### Required action
Output the records that follow, with every character intact.

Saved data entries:

┌──

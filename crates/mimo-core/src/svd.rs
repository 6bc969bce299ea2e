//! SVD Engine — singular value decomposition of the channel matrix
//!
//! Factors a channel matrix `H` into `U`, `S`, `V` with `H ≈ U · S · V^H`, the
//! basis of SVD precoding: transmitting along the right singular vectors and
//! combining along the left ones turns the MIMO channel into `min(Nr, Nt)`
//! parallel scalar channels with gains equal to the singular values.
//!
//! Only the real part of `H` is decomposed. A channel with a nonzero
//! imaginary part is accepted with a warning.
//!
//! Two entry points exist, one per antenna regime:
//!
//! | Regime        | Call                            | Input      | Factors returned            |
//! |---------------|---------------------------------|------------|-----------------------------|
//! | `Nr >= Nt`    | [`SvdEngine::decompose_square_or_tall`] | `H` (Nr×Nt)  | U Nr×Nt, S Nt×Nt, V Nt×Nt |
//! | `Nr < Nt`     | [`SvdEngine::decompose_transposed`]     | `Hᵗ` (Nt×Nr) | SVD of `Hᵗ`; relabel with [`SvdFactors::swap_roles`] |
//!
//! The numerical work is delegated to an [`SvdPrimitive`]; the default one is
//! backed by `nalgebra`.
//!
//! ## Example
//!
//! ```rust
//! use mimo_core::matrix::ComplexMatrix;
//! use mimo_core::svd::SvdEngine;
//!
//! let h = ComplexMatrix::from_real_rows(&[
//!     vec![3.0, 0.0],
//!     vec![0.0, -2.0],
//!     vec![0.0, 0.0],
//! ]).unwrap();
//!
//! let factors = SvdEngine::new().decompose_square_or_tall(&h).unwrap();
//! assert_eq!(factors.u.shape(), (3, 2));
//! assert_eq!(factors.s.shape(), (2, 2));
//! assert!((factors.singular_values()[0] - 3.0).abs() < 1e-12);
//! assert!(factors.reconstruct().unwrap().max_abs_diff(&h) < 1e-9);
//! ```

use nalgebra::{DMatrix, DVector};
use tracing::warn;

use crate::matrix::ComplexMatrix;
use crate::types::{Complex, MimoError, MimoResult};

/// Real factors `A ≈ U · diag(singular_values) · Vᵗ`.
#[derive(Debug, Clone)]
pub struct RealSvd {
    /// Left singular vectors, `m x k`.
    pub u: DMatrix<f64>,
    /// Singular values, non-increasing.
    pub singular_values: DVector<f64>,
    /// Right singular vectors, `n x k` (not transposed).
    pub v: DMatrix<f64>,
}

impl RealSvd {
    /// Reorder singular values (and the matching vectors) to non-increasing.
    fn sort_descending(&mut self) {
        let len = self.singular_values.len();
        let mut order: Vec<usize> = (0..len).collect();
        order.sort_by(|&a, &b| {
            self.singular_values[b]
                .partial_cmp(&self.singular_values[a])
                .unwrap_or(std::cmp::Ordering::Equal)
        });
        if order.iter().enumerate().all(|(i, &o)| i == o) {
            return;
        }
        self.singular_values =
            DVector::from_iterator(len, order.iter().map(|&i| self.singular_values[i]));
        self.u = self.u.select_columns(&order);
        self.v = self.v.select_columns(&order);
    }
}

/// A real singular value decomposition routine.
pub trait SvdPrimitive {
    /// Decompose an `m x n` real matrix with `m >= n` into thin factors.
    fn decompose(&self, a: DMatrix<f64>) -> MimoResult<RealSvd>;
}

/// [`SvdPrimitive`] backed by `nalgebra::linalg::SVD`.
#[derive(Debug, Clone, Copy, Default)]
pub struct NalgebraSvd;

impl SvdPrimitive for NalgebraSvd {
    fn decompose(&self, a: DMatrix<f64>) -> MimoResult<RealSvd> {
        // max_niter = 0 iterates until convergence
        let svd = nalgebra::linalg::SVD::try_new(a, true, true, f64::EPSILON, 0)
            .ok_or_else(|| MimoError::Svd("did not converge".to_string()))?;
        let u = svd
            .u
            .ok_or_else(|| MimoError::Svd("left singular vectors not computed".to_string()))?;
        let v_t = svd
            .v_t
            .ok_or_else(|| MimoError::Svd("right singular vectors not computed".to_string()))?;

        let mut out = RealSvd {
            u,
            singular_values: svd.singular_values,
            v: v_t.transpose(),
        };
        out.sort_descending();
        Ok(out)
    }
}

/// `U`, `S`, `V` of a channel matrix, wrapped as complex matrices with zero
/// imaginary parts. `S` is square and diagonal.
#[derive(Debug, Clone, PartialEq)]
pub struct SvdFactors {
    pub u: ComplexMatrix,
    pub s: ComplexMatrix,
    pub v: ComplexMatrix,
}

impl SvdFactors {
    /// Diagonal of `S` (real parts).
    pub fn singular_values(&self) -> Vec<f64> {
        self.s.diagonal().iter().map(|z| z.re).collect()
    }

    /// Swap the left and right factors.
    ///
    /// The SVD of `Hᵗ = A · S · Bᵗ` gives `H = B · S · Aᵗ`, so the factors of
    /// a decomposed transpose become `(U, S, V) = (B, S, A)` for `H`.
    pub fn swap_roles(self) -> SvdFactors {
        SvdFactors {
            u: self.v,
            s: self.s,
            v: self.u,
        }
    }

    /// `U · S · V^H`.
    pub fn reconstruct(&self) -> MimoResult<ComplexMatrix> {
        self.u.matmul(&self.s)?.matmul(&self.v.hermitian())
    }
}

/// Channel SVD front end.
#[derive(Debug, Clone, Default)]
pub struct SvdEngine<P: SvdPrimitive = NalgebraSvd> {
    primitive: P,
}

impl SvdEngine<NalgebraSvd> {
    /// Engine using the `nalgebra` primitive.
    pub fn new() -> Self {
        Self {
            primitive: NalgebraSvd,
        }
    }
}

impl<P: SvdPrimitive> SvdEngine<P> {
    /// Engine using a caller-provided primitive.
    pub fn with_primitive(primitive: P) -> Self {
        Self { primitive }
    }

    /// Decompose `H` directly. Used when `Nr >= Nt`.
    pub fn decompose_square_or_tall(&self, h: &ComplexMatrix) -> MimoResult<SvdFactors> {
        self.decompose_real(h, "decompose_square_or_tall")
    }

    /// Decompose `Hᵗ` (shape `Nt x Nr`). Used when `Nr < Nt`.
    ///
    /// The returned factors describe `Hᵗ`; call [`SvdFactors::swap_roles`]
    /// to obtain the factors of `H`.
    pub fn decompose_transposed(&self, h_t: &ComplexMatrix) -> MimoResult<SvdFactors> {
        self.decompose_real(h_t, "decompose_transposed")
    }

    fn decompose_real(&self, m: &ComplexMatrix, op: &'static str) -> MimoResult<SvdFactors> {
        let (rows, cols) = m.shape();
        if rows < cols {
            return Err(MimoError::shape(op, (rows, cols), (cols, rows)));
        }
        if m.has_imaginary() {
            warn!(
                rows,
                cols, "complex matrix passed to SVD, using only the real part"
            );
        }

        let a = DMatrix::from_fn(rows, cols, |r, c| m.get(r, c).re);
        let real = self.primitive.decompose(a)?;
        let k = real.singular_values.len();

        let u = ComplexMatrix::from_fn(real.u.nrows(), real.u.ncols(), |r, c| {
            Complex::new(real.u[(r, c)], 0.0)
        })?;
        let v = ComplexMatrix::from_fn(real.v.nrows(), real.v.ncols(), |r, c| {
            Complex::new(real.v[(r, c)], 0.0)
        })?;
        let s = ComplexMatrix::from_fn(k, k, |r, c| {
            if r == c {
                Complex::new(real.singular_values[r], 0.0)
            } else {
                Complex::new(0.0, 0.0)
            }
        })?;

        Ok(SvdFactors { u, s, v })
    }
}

└──

### Completed exercise
filename crates/mimo-core/src/svd.rs
repository 6bc969bce299ea2e
//! SVD Engine — singular value decomposition of the channel matrix
//!
//! Factors a channel matrix `H` into `U`, `S`, `V` with `H ≈ U · S · V^H`, the
//! basis of SVD precoding: transmitting along the right singular vectors and
//! combining along the left ones turns the MIMO channel into `min(Nr, Nt)`
//! parallel scalar channels with gains equal to the singular values.
//!
//! Only the real part of `H` is decomposed. A channel with a nonzero
//! imaginary part is accepted with a warning.
//!
//! Two entry points exist, one per antenna regime:
//!
//! | Regime        | Call                            | Input      | Factors returned            |
//! |---------------|---------------------------------|------------|-----------------------------|
//! | `Nr >= Nt`    | [`SvdEngine::decompose_square_or_tall`] | `H` (Nr×Nt)  | U Nr×Nt, S Nt×Nt, V Nt×Nt |
//! | `Nr < Nt`     | [`SvdEngine::decompose_transposed`]     | `Hᵗ` (Nt×Nr) | SVD of `Hᵗ`; relabel with [`SvdFactors::swap_roles`] |
//!
//! The numerical work is delegated to an [`SvdPrimitive`]; the default one is
//! backed by `nalgebra`.
//!
//! ## Example
//!
//! ```rust
//! use mimo_core::matrix::ComplexMatrix;
//! use mimo_core::svd::SvdEngine;
//!
//! let h = ComplexMatrix::from_real_rows(&[
//!     vec![3.0, 0.0],
//!     vec![0.0, -2.0],
//!     vec![0.0, 0.0],
//! ]).unwrap();
//!
//! let factors = SvdEngine::new().decompose_square_or_tall(&h).unwrap();
//! assert_eq!(factors.u.shape(), (3, 2));
//! assert_eq!(factors.s.shape(), (2, 2));
//! assert!((factors.singular_values()[0] - 3.0).abs() < 1e-12);
//! assert!(factors.reconstruct().unwrap().max_abs_diff(&h) < 1e-9);
//! ```

use nalgebra::{DMatrix, DVector};
use tracing::warn;

use crate::matrix::ComplexMatrix;
use crate::types::{Complex, MimoError, MimoResult};

/// Real factors `A ≈ U · diag(singular_values) · Vᵗ`.
#[derive(Debug, Clone)]
pub struct RealSvd {
    /// Left singular vectors, `m x k`.
    pub u: DMatrix<f64>,
    /// Singular values, non-increasing.
    pub singular_values: DVector<f64>,
    /// Right singular vectors, `n x k` (not transposed).
    pub v: DMatrix<f64>,
}

impl RealSvd {
    /// Reorder singular values (and the matching vectors) to non-increasing.
    fn sort_descending(&mut self) {
        let len = self.singular_values.len();
        let mut order: Vec<usize> = (0..len).collect();
        order.sort_by(|&a, &b| {
            self.singular_values[b]
                .partial_cmp(&self.singular_values[a])
                .unwrap_or(std::cmp::Ordering::Equal)
        });
        if order.iter().enumerate().all(|(i, &o)| i == o) {
            return;
        }
        self.singular_values =
            DVector::from_iterator(len, order.iter().map(|&i| self.singular_values[i]));
        self.u = self.u.select_columns(&order);
        self.v = self.v.select_columns(&order);
    }
}

/// A real singular value decomposition routine.
pub trait SvdPrimitive {
    /// Decompose an `m x n` real matrix with `m >= n` into thin factors.
    fn decompose(&self, a: DMatrix<f64>) -> MimoResult<RealSvd>;
}

/// [`SvdPrimitive`] backed by `nalgebra::linalg::SVD`.
#[derive(Debug, Clone, Copy, Default)]
pub struct NalgebraSvd;

impl SvdPrimitive for NalgebraSvd {
    fn decompose(&self, a: DMatrix<f64>) -> MimoResult<RealSvd> {
        // max_niter = 0 iterates until convergence
        let svd = nalgebra::linalg::SVD::try_new(a, true, true, f64::EPSILON, 0)
            .ok_or_else(|| MimoError::Svd("did not converge".to_string()))?;
        let u = svd
            .u
            .ok_or_else(|| MimoError::Svd("left singular vectors not computed".to_string()))?;
        let v_t = svd
            .v_t
            .ok_or_else(|| MimoError::Svd("right singular vectors not computed".to_string()))?;

        let mut out = RealSvd {
            u,
            singular_values: svd.singular_values,
            v: v_t.transpose(),
        };
        out.sort_descending();
        Ok(out)
    }
}

/// `U`, `S`, `V` of a channel matrix, wrapped as complex matrices with zero
/// imaginary parts. `S` is square and diagonal.
#[derive(Debug, Clone, PartialEq)]
pub struct SvdFactors {
    pub u: ComplexMatrix,
    pub s: ComplexMatrix,
    pub v: ComplexMatrix,
}

impl SvdFactors {
    /// Diagonal of `S` (real parts).
    pub fn singular_values(&self) -> Vec<f64> {
        self.s.diagonal().iter().map(|z| z.re).collect()
    }

    /// Swap the left and right factors.
    ///
    /// The SVD of `Hᵗ = A · S · Bᵗ` gives `H = B · S · Aᵗ`, so the factors of
    /// a decomposed transpose become `(U, S, V) = (B, S, A)` for `H`.
    pub fn swap_roles(self) -> SvdFactors {
        SvdFactors {
            u: self.v,
            s: self.s,
            v: self.u,
        }
    }

    /// `U · S · V^H`.
    pub fn reconstruct(&self) -> MimoResult<ComplexMatrix> {
        self.u.matmul(&self.s)?.matmul(&self.v.hermitian())
    }
}

/// Channel SVD front end.
#[derive(Debug, Clone, Default)]
pub struct SvdEngine<P: SvdPrimitive = NalgebraSvd> {
    primitive: P,
}

impl SvdEngine<NalgebraSvd> {
    /// Engine using the `nalgebra` primitive.
    pub fn new() -> Self {
        Self {
            primitive: NalgebraSvd,
        }
    }
}

impl<P: SvdPrimitive> SvdEngine<P> {
    /// Engine using a caller-provided primitive.
    pub fn with_primitive(primitive: P) -> Self {
        Self { primitive }
    }

    /// Decompose `H` directly. Used when `Nr >= Nt`.
    pub fn decompose_square_or_tall(&self, h: &ComplexMatrix) -> MimoResult<SvdFactors> {
        self.decompose_real(h, "decompose_square_or_tall")
    }

    /// Decompose `Hᵗ` (shape `Nt x Nr`). Used when `Nr < Nt`.
    ///
    /// The returned factors describe `Hᵗ`; call [`SvdFactors::swap_roles`]
    /// to obtain the factors of `H`.
    pub fn decompose_transposed(&self, h_t: &ComplexMatrix) -> MimoResult<SvdFactors> {
        self.decompose_real(h_t, "decompose_transposed")
    }

    fn decompose_real(&self, m: &ComplexMatrix, op: &'static str) -> MimoResult<SvdFactors> {
        let (rows, cols) = m.shape();
        if rows < cols {
            return Err(MimoError::shape(op, (rows, cols), (cols, rows)));
        }
        if m.has_imaginary() {
            warn!(
                rows,
                cols, "complex matrix passed to SVD, using only the real part"
            );
        }

        let a = DMatrix::from_fn(rows, cols, |r, c| m.get(r, c).re);
        let real = self.primitive.decompose(a)?;
        let k = real.singular_values.len();

        let u = ComplexMatrix::from_fn(real.u.nrows(), real.u.ncols(), |r, c| {
            Complex::new(real.u[(r, c)], 0.0)
        })?;
        let v = ComplexMatrix::from_fn(real.v.nrows(), real.v.ncols(), |r, c| {
            Complex::new(real.v[(r, c)], 0.0)
        })?;
        let s = ComplexMatrix::from_fn(k, k, |r, c| {
            if r == c {
                Complex::new(real.singular_values[r], 0.0)
            } else {
                Complex::new(0.0, 0.0)
            }
        })?;

        Ok(SvdFactors { u, s, v })
    }
}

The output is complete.